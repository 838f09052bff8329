#![allow(clippy::indexing_slicing)]
#![allow(clippy::unwrap_used, clippy::expect_used, clippy::panic)]

mod common;

use std::time::Duration;

use common::{client, linked_record, query_value, web_url, ScriptedTransport, CAD_HOST};
use doclink::errors::{ApiError, ValidationError};
use doclink::link::{LinkDirection, LinkError, LinkManager, LinkedDocument};
use doclink::path::{InstancePath, InstanceType};
use http::Method;
use serde_json::json;
use tokio_util::sync::CancellationToken;

fn manager(transport: &std::sync::Arc<ScriptedTransport>) -> LinkManager {
    LinkManager::new(client(transport.clone())).with_cad_host(CAD_HOST)
}

#[tokio::test]
async fn test_fetch_links_populates_cache() {
    let transport = ScriptedTransport::new();
    transport.push_ok(json!([linked_record("d1", "w1", "Bracket")]));
    let manager = manager(&transport);
    let cancel = CancellationToken::new();

    assert!(manager.links(LinkDirection::Children, false).await.is_none());
    let fetched = manager
        .fetch_links(LinkDirection::Children, false, &cancel)
        .await
        .unwrap();

    let cached = manager.links(LinkDirection::Children, false).await.unwrap();
    assert_eq!(cached, fetched);
    assert!(manager.links(LinkDirection::Children, true).await.is_none());
    assert!(manager.links(LinkDirection::Parents, false).await.is_none());
}

#[tokio::test]
async fn test_add_remove_undo_round_trip() {
    let transport = ScriptedTransport::new();
    let manager = manager(&transport);
    let cancel = CancellationToken::new();
    let target = InstancePath::workspace("d1", "w1");

    transport.push_ok(json!([linked_record("d0", "w0", "Existing")]));
    manager
        .fetch_links(LinkDirection::Children, false, &cancel)
        .await
        .unwrap();

    transport.push_ok(linked_record("d1", "w1", "Bracket"));
    let added = manager
        .add_link(LinkDirection::Children, &target, &cancel)
        .await
        .expect("Should add link");
    let cached = manager.links(LinkDirection::Children, false).await.unwrap();
    assert_eq!(cached.len(), 2);
    assert!(cached.iter().any(|d| d.matches(&target)));

    transport.push_ok(linked_record("d1", "w1", "Bracket"));
    let removal = manager
        .remove_link(LinkDirection::Children, &target, &cancel)
        .await
        .expect("Should remove link");
    assert_eq!(removal.removed, added);
    let request = transport.last_request();
    assert_eq!(request.method, Method::DELETE);
    assert_eq!(query_value(&request, "documentId"), Some("d1"));
    assert_eq!(query_value(&request, "instanceId"), Some("w1"));
    let cached = manager.links(LinkDirection::Children, false).await.unwrap();
    assert!(!cached.iter().any(|d| d.matches(&target)));
    assert_eq!(cached.len(), 1);

    transport.push_ok(linked_record("d1", "w1", "Bracket"));
    let restored = manager
        .undo(removal.undo, &cancel)
        .await
        .unwrap()
        .expect("Undo inside the window restores the link");
    assert_eq!(restored, added);
    let cached = manager.links(LinkDirection::Children, false).await.unwrap();
    assert_eq!(cached.iter().filter(|d| d.matches(&target)).count(), 1);
    assert_eq!(transport.last_request().method, Method::POST);
}

#[tokio::test]
async fn test_remove_keeps_same_document_other_workspace() {
    let transport = ScriptedTransport::new();
    let manager = manager(&transport);
    let cancel = CancellationToken::new();

    transport.push_ok(json!([
        linked_record("d1", "w1", "Main"),
        linked_record("d1", "w2", "Branch"),
    ]));
    manager
        .fetch_links(LinkDirection::Parents, false, &cancel)
        .await
        .unwrap();

    transport.push_ok(linked_record("d1", "w1", "Main"));
    manager
        .remove_link(LinkDirection::Parents, &InstancePath::workspace("d1", "w1"), &cancel)
        .await
        .unwrap();

    let cached = manager.links(LinkDirection::Parents, false).await.unwrap();
    assert_eq!(cached.len(), 1);
    assert_eq!(cached[0].path(), &InstancePath::workspace("d1", "w2"));
}

#[tokio::test]
async fn test_undo_after_window_sends_nothing() {
    let transport = ScriptedTransport::new();
    let manager = manager(&transport).with_undo_window(Duration::ZERO);
    let cancel = CancellationToken::new();

    transport.push_ok(linked_record("d1", "w1", "Bracket"));
    let removal = manager
        .remove_link(LinkDirection::Children, &InstancePath::workspace("d1", "w1"), &cancel)
        .await
        .unwrap();
    assert!(removal.undo.is_expired());

    let restored = manager.undo(removal.undo, &cancel).await.unwrap();
    assert!(restored.is_none());
    assert_eq!(transport.request_count(), 1);
}

#[tokio::test]
async fn test_self_link_is_rejected_without_requests() {
    let transport = ScriptedTransport::new();
    let manager = manager(&transport);

    let err = manager
        .add_link(
            LinkDirection::Parents,
            &InstancePath::workspace("current-doc", "current-ws"),
            &CancellationToken::new(),
        )
        .await
        .unwrap_err();

    assert!(matches!(err, LinkError::Validation(ValidationError::SelfLink)));
    assert_eq!(err.to_string(), "A document can't be linked to itself!");
    assert_eq!(transport.request_count(), 0);
}

#[tokio::test]
async fn test_version_targets_are_rejected() {
    let transport = ScriptedTransport::new();
    let manager = manager(&transport);

    let err = manager
        .add_link_from_url(
            LinkDirection::Children,
            &web_url("d1", "v", "v1"),
            &CancellationToken::new(),
        )
        .await
        .unwrap_err();

    assert!(matches!(err, LinkError::Validation(ValidationError::NotWorkspace)));
    assert_eq!(transport.request_count(), 0);
}

#[tokio::test]
async fn test_add_link_from_url_validation() {
    let transport = ScriptedTransport::new();
    let manager = manager(&transport);
    let cancel = CancellationToken::new();

    let err = manager
        .add_link_from_url(LinkDirection::Children, "   ", &cancel)
        .await
        .unwrap_err();
    assert!(matches!(err, LinkError::Validation(ValidationError::EmptyUrl)));

    let err = manager
        .add_link_from_url(LinkDirection::Children, "https://example.com/documents/d1/w/w1", &cancel)
        .await
        .unwrap_err();
    assert!(matches!(err, LinkError::Validation(ValidationError::UnparseableUrl)));

    let err = manager
        .add_link_from_url(LinkDirection::Children, "https://cad.onshape.com/documents/d1", &cancel)
        .await
        .unwrap_err();
    assert!(matches!(err, LinkError::Validation(ValidationError::UnparseableUrl)));
    assert_eq!(transport.request_count(), 0);
}

#[tokio::test]
async fn test_add_link_from_element_url() {
    let transport = ScriptedTransport::new();
    transport.push_ok(linked_record("d1", "w1", "Bracket"));
    let manager = manager(&transport);

    let added = manager
        .add_link_from_url(
            LinkDirection::Children,
            "https://cad.onshape.com/documents/d1/w/w1/e/e1",
            &CancellationToken::new(),
        )
        .await
        .unwrap();

    assert_eq!(added.display_name(), "Bracket");
    assert_eq!(
        transport.last_request().path,
        "/linked-documents/children/d/current-doc/w/current-ws"
    );
}

#[tokio::test]
async fn test_cycle_is_reported_distinctly() {
    let transport = ScriptedTransport::new();
    transport.push_json(400, json!({"type": "LINKED_CYCLE"}));
    let manager = manager(&transport);

    let err = manager
        .fetch_links(LinkDirection::Parents, true, &CancellationToken::new())
        .await
        .unwrap_err();

    assert!(matches!(err, LinkError::Cycle));
    assert_eq!(transport.request_count(), 1);
    assert!(manager.links(LinkDirection::Parents, true).await.is_none());
}

#[tokio::test]
async fn test_refresh_replaces_direction() {
    let transport = ScriptedTransport::new();
    let manager = manager(&transport);
    let cancel = CancellationToken::new();

    transport.push_ok(json!([linked_record("d1", "w1", "Old")]));
    manager
        .fetch_links(LinkDirection::Children, true, &cancel)
        .await
        .unwrap();
    transport.push_ok(json!([linked_record("p1", "w1", "Parent")]));
    manager
        .fetch_links(LinkDirection::Parents, false, &cancel)
        .await
        .unwrap();

    transport.push_ok(json!([linked_record("d2", "w2", "New")]));
    let refreshed = manager
        .refresh(LinkDirection::Children, &cancel)
        .await
        .unwrap();

    assert_eq!(refreshed.len(), 1);
    assert_eq!(refreshed[0].display_name(), "New");
    assert!(manager.links(LinkDirection::Children, true).await.is_none());
    assert!(manager.links(LinkDirection::Parents, false).await.is_some());
    assert_eq!(query_value(&transport.last_request(), "recursive"), Some("false"));

    manager.invalidate_all().await;
    assert!(manager.links(LinkDirection::Parents, false).await.is_none());
}

#[tokio::test]
async fn test_failed_remove_leaves_cache_untouched() {
    let transport = ScriptedTransport::new();
    let manager = manager(&transport);
    let cancel = CancellationToken::new();

    transport.push_ok(json!([linked_record("d1", "w1", "Main")]));
    manager
        .fetch_links(LinkDirection::Children, false, &cancel)
        .await
        .unwrap();
    transport.push_json(
        403,
        json!({"type": "MISSING_PERMISSION", "permission": "LINK", "documentName": "Main"}),
    );

    let err = manager
        .remove_link(LinkDirection::Children, &InstancePath::workspace("d1", "w1"), &cancel)
        .await
        .unwrap_err();

    match err {
        LinkError::Api(ApiError::Reported(reported)) => {
            assert_eq!(
                reported.description(None),
                "You need to have Link document access to Main."
            );
        }
        other => panic!("unexpected error: {other:?}"),
    }
    assert_eq!(
        manager.links(LinkDirection::Children, false).await.unwrap().len(),
        1
    );
}

#[tokio::test]
async fn test_push_version_targets_resolved_parents() {
    let transport = ScriptedTransport::new();
    let manager = manager(&transport);
    let cancel = CancellationToken::new();

    transport.push_ok(json!([
        linked_record("p1", "w1", "Robot"),
        {"documentId": "gone", "instanceId": "w9", "isOpenable": false}
    ]));
    transport.push_ok(json!({"updatedElements": 2}));

    let pushed = manager.push_version("V5", "", false, &cancel).await.unwrap();

    assert_eq!(pushed.targets, vec![InstancePath::workspace("p1", "w1")]);
    assert_eq!(pushed.updated.updated_elements, 2);
    let requests = transport.requests();
    assert_eq!(requests.len(), 2);
    assert!(requests[0].path.starts_with("/linked-documents/parents/"));
    assert_eq!(requests[1].path, "/push-version/d/current-doc/w/current-ws");
}

#[tokio::test]
async fn test_push_version_without_parents_is_rejected() {
    let transport = ScriptedTransport::new();
    transport.push_ok(json!([]));
    let manager = manager(&transport);

    let err = manager
        .push_version("V5", "", false, &CancellationToken::new())
        .await
        .unwrap_err();

    assert!(matches!(err, LinkError::Validation(ValidationError::NoPushTargets)));
    assert_eq!(transport.request_count(), 1);
}

#[tokio::test]
async fn test_unresolved_links_round_trip_through_cache() {
    let transport = ScriptedTransport::new();
    transport.push_ok(json!([{"documentId": "d1", "instanceId": "w1", "instanceType": "w"}]));
    let manager = manager(&transport);

    let documents = manager
        .fetch_links(LinkDirection::Children, false, &CancellationToken::new())
        .await
        .unwrap();

    assert_eq!(
        documents,
        vec![LinkedDocument::Unresolved(InstancePath::new(
            "d1",
            "w1",
            InstanceType::Workspace
        ))]
    );
}

#[tokio::test]
async fn test_add_before_fetch_does_not_hide_other_parents() {
    let transport = ScriptedTransport::new();
    let manager = manager(&transport);
    let cancel = CancellationToken::new();

    transport.push_ok(linked_record("dA", "wA", "Added"));
    manager
        .add_link(LinkDirection::Parents, &InstancePath::workspace("dA", "wA"), &cancel)
        .await
        .unwrap();
    assert!(manager.links(LinkDirection::Parents, false).await.is_none());

    transport.push_ok(json!([
        linked_record("dA", "wA", "Added"),
        linked_record("dB", "wB", "Second"),
        linked_record("dC", "wC", "Third"),
    ]));
    transport.push_ok(json!({"updatedElements": 3}));
    let pushed = manager.push_version("V1", "", false, &cancel).await.unwrap();

    assert_eq!(
        pushed.targets,
        vec![
            InstancePath::workspace("dA", "wA"),
            InstancePath::workspace("dB", "wB"),
            InstancePath::workspace("dC", "wC"),
        ]
    );
    let requests = transport.requests();
    assert_eq!(requests.len(), 3);
    assert_eq!(requests[1].method, Method::GET);
    assert!(requests[1].path.starts_with("/linked-documents/parents/"));
    let body = requests[2].body.clone().expect("Push sends a body");
    assert_eq!(body["instancesToUpdate"].as_array().unwrap().len(), 3);
}

#[tokio::test]
async fn test_recursive_push_includes_grandparents() {
    let transport = ScriptedTransport::new();
    let manager = manager(&transport);
    let cancel = CancellationToken::new();

    transport.push_ok(json!([
        linked_record("p1", "w1", "Parent"),
        linked_record("g1", "w1", "Grandparent"),
    ]));
    transport.push_ok(json!({"updatedElements": 2}));
    let pushed = manager.push_version("V2", "", true, &cancel).await.unwrap();

    assert_eq!(pushed.targets.len(), 2);
    let requests = transport.requests();
    assert_eq!(query_value(&requests[0], "recursive"), Some("true"));
    assert!(manager.links(LinkDirection::Parents, true).await.is_some());
}

#[tokio::test]
async fn test_recursive_push_stops_on_cycle() {
    let transport = ScriptedTransport::new();
    transport.push_json(400, json!({"type": "LINKED_CYCLE"}));
    let manager = manager(&transport);

    let err = manager
        .push_version("V3", "", true, &CancellationToken::new())
        .await
        .unwrap_err();

    assert!(matches!(err, LinkError::Cycle));
    assert_eq!(transport.request_count(), 1);
    assert!(!transport.last_request().path.starts_with("/push-version"));
}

_ _ _ _ _ _ _

* **Assignment**
In the entries above, find every line with the word "clippy" and list it.

* **Answer area**
#![allow(clippy::indexing_slicing)]
#![allow(clippy::unwrap_used, clippy::expect_used, clippy::panic)]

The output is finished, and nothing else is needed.